Que há influência dos games na vida das pessoas, não há dúvidas! Até porque há muitos exemplos disso por aí, como é o caso de gente que vive repetindo o bordão “It’s me Mario”, querendo se referir a uma perda no dia a dia dizendo “Game Over“, decorando a casa com almofadas do Pacman, ou até mesmo encenando soltar um “Hadouken” no meio da rua (parece coisa de doido), e sendo assim, digo que, quem é gamer, e nunca passou por algo parecido, que atire a primeira pedra. Mas, não é bem sobre essa influência que irei tratar nesse post, e sim, outro prisma de influência sobre os desenhistas, e que lhes motivam inclusive em saber mais e mais sobre o universo gamer.
Quem é grande fã de games e ao mesmo tempo curte ilustração, provavelmente já se inspirou em algum título de game para realizar algum desenho de cunho pessoal ou profissional; ou até mesmo se aventurou em conhecer e compartilhar do universo criativo de ao menos alguns dos mais famosos designers de games do mundo, tais como: John Tobias, Keiji Inafune, Shigeru Miyamoto, Naoto Oshima, David Jaffe, Hironobu Sakaguchi, Hideo Kojima, entre outros. Ou até dos que fizeram ao menos alguns trabalhos de destaque, como é o caso de Ayami Kojima e Takeshi Obata. Essa busca é até uma curiosidade comum, e que provavelmente nasceu após aquela incrível catarse que os grandes títulos de games tendem a causar em seus admiradores, levando-os ao desejo de saber como seus games preferidos foram feitos.
Sim, ilustrador que é ilustrador, sabe que muitas vezes os designers trabalham a gênese dos jogos com bastante profundidade, pois são mega projetos, principalmente hoje, onde a indústria dos games atinge praticamente todas as idades, e faturando mais que a indústria do cinema e música juntos. Para se ter uma ideia, só em 2016 ela faturou, no mundo todo, US$ 91 bilhões, segundo um levantamento da Superdata Research. Sendo assim, nesta busca por tentarem fazer um trabalho bem feito, os designers reúnem desde elementos simples aos mais complexos para alcançar sucesso com os jogos, e que acredito ser não só pensando na viabilidade comercial e funcional, mas também por uma intenção pessoal em realizar seus anseios criativos.
Pesquisa e análise
Lembro muito bem, quando há mais de uma década, passou na TV um pequeno making of de Donkey Kong Country do console SNES, onde os criadores falavam do início de desenvolvimento do jogo, que sempre se começa com desenhos conceituais, esboços e tintas. Eles revelaram ter ido ao zoológico de Twycross para observar e estudar os gorilas. Assim eles criaram diferentes versões animadas de como o personagem Donkey Kong, podia se mover, e baseadas nos movimentos dos gorilas; porém, logo notaram que o movimento era completamente inadequado para um videogame, que era mais acelerado, e por isso toda a animação teve que ser adaptada, e, por incrível que pareça, as animações de Donkey Kong e Diddy Kong acabaram sendo baseadas no galope de cavalos.

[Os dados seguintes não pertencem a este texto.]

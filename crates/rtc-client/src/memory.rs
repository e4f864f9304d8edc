//! In-process remote backend.
//!
//! Holds a sorted path → value table and publishes every mutation on a
//! broadcast channel so watches behave like a real watchable store. Batched
//! mutations are applied under one write lock and are never partially
//! visible.

use std::collections::BTreeMap;
use std::sync::Arc;

use async_trait::async_trait;
use tokio::sync::broadcast::{self, error::RecvError};
use tokio::sync::RwLock;
use tokio_util::sync::CancellationToken;
use tracing::warn;

use crate::error::SourceResult;
use crate::remote::{RemoteBackend, RemoteChange};
use crate::value::Value;
use crate::watch::WatchQueue;

const DEFAULT_CHANGE_CAPACITY: usize = 1_024;

#[derive(Debug, Clone)]
struct PathChange {
    path: String,
    change: RemoteChange,
}

#[derive(Debug)]
struct Inner {
    entries: RwLock<BTreeMap<String, Value>>,
    changes: broadcast::Sender<PathChange>,
}

/// Shared in-memory key/value store with change notification.
#[derive(Debug, Clone)]
pub struct MemoryBackend {
    inner: Arc<Inner>,
}

impl MemoryBackend {
    /// Create an empty backend.
    #[must_use]
    pub fn new() -> Self {
        Self::with_capacity(DEFAULT_CHANGE_CAPACITY)
    }

    /// Create an empty backend buffering `capacity` undelivered changes.
    #[must_use]
    pub fn with_capacity(capacity: usize) -> Self {
        let (changes, _) = broadcast::channel(capacity.max(1));
        Self {
            inner: Arc::new(Inner {
                entries: RwLock::new(BTreeMap::new()),
                changes,
            }),
        }
    }

    /// Store `value` at `path`, returning the previous value.
    pub async fn put(&self, path: &str, value: Value) -> Option<Value> {
        let mut entries = self.inner.entries.write().await;
        self.write_entry(&mut entries, path, Some(value))
    }

    /// Remove `path`, returning the previous value.
    pub async fn delete(&self, path: &str) -> Option<Value> {
        let mut entries = self.inner.entries.write().await;
        self.write_entry(&mut entries, path, None)
    }

    /// Apply puts (`Some`) and deletes (`None`) atomically.
    pub async fn apply<I>(&self, batch: I)
    where
        I: IntoIterator<Item = (String, Option<Value>)>,
    {
        let mut entries = self.inner.entries.write().await;
        for (path, value) in batch {
            self.write_entry(&mut entries, &path, value);
        }
    }

    /// Remove every entry whose path starts with `prefix`, returning the
    /// removed paths.
    pub async fn delete_prefix(&self, prefix: &str) -> Vec<String> {
        let mut entries = self.inner.entries.write().await;
        let doomed: Vec<String> = entries
            .range(prefix.to_string()..)
            .take_while(|(path, _)| path.starts_with(prefix))
            .map(|(path, _)| path.clone())
            .collect();
        for path in &doomed {
            self.write_entry(&mut entries, path, None);
        }
        doomed
    }

    /// Point lookups; missing paths are omitted.
    pub async fn get_many(&self, paths: &[String]) -> Vec<(String, Value)> {
        let entries = self.inner.entries.read().await;
        paths
            .iter()
            .filter_map(|path| entries.get(path).map(|value| (path.clone(), value.clone())))
            .collect()
    }

    /// Every entry whose path starts with `prefix`, in path order.
    pub async fn scan(&self, prefix: &str) -> Vec<(String, Value)> {
        let entries = self.inner.entries.read().await;
        entries
            .range(prefix.to_string()..)
            .take_while(|(path, _)| path.starts_with(prefix))
            .map(|(path, value)| (path.clone(), value.clone()))
            .collect()
    }

    /// Number of stored entries.
    pub async fn len(&self) -> usize {
        self.inner.entries.read().await.len()
    }

    /// Whether the backend holds no entries.
    pub async fn is_empty(&self) -> bool {
        self.inner.entries.read().await.is_empty()
    }

    fn write_entry(
        &self,
        entries: &mut BTreeMap<String, Value>,
        path: &str,
        value: Option<Value>,
    ) -> Option<Value> {
        let previous = match &value {
            Some(value) => entries.insert(path.to_string(), value.clone()),
            None => entries.remove(path),
        };
        if value.is_none() && previous.is_none() {
            return None;
        }
        let _ = self.inner.changes.send(PathChange {
            path: path.to_string(),
            change: RemoteChange {
                previous: previous.clone().unwrap_or_default(),
                current: value.unwrap_or_default(),
            },
        });
        previous
    }
}

impl Default for MemoryBackend {
    fn default() -> Self {
        Self::new()
    }
}

#[async_trait]
impl RemoteBackend for MemoryBackend {
    async fn get(&self, path: &str) -> SourceResult<Option<Value>> {
        Ok(self.inner.entries.read().await.get(path).cloned())
    }

    async fn watch(
        &self,
        path: &str,
        queue: WatchQueue,
        cancel: CancellationToken,
    ) -> SourceResult<()> {
        let mut receiver = self.inner.changes.subscribe();
        let path = path.to_string();
        tokio::spawn(async move {
            loop {
                tokio::select! {
                    biased;
                    () = cancel.cancelled() => break,
                    received = receiver.recv() => match received {
                        Ok(event) if event.path == path => {
                            queue.push(event.change.previous, event.change.current);
                        }
                        Ok(_) => {}
                        Err(RecvError::Lagged(skipped)) => {
                            warn!(path = %path, skipped, "memory backend watch lagged");
                        }
                        Err(RecvError::Closed) => break,
                    },
                }
            }
        });
        Ok(())
    }

    async fn close(&self) -> SourceResult<()> {
        Ok(())
    }
}

#[cfg(test)]
mod tests {
    use super::*;

    #[tokio::test]
    async fn prefix_operations_respect_segment_boundaries() {
        let backend = MemoryBackend::new();
        backend
            .apply(vec![
                ("p/e/rel/a".to_string(), Some(Value::from("1"))),
                ("p/e/rel/b".to_string(), Some(Value::from("2"))),
                ("p/e/rel2/a".to_string(), Some(Value::from("3"))),
            ])
            .await;

        let scanned: Vec<String> = backend
            .scan("p/e/rel/")
            .await
            .into_iter()
            .map(|(path, _)| path)
            .collect();
        assert_eq!(scanned, ["p/e/rel/a", "p/e/rel/b"]);

        let removed = backend.delete_prefix("p/e/rel/").await;
        assert_eq!(removed.len(), 2);
        assert_eq!(backend.len().await, 1);
    }

    #[tokio::test]
    async fn get_many_omits_missing_paths() {
        let backend = MemoryBackend::new();
        assert!(backend.put("a", Value::from("1")).await.is_none());
        let previous = backend.put("a", Value::from("2")).await;
        assert_eq!(previous, Some(Value::from("1")));

        let found = backend
            .get_many(&["a".to_string(), "missing".to_string()])
            .await;
        assert_eq!(found, vec![("a".to_string(), Value::from("2"))]);
        assert_eq!(backend.delete("a").await, Some(Value::from("2")));
        assert!(backend.is_empty().await);
    }
}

E são desafios como esses que muitos de nós ilustradores temos que travar, o que varia apenas é a finalidade (animação, desenho, modelagem 3D, etc.), mas sempre querendo pesquisar melhores referências e analisa-las, visando fazer o melhor trabalho possível. E dentre estes desafios de ilustração, podemos citar tarefas específicas, como: estudar e adaptar o visual de um animal para um determinado estilo de desenho (cartum, mangá, realista, entre outros); entender o modo que uma criatura real se expressa ao caminhar, para posteriormente representar isso; pesquisar e analisar as principais características anatômicas de animais, pelas quais os personagens são baseados; encontrar o figurino mais adequado ao personagem a ser representado; entre muitos outros desafios.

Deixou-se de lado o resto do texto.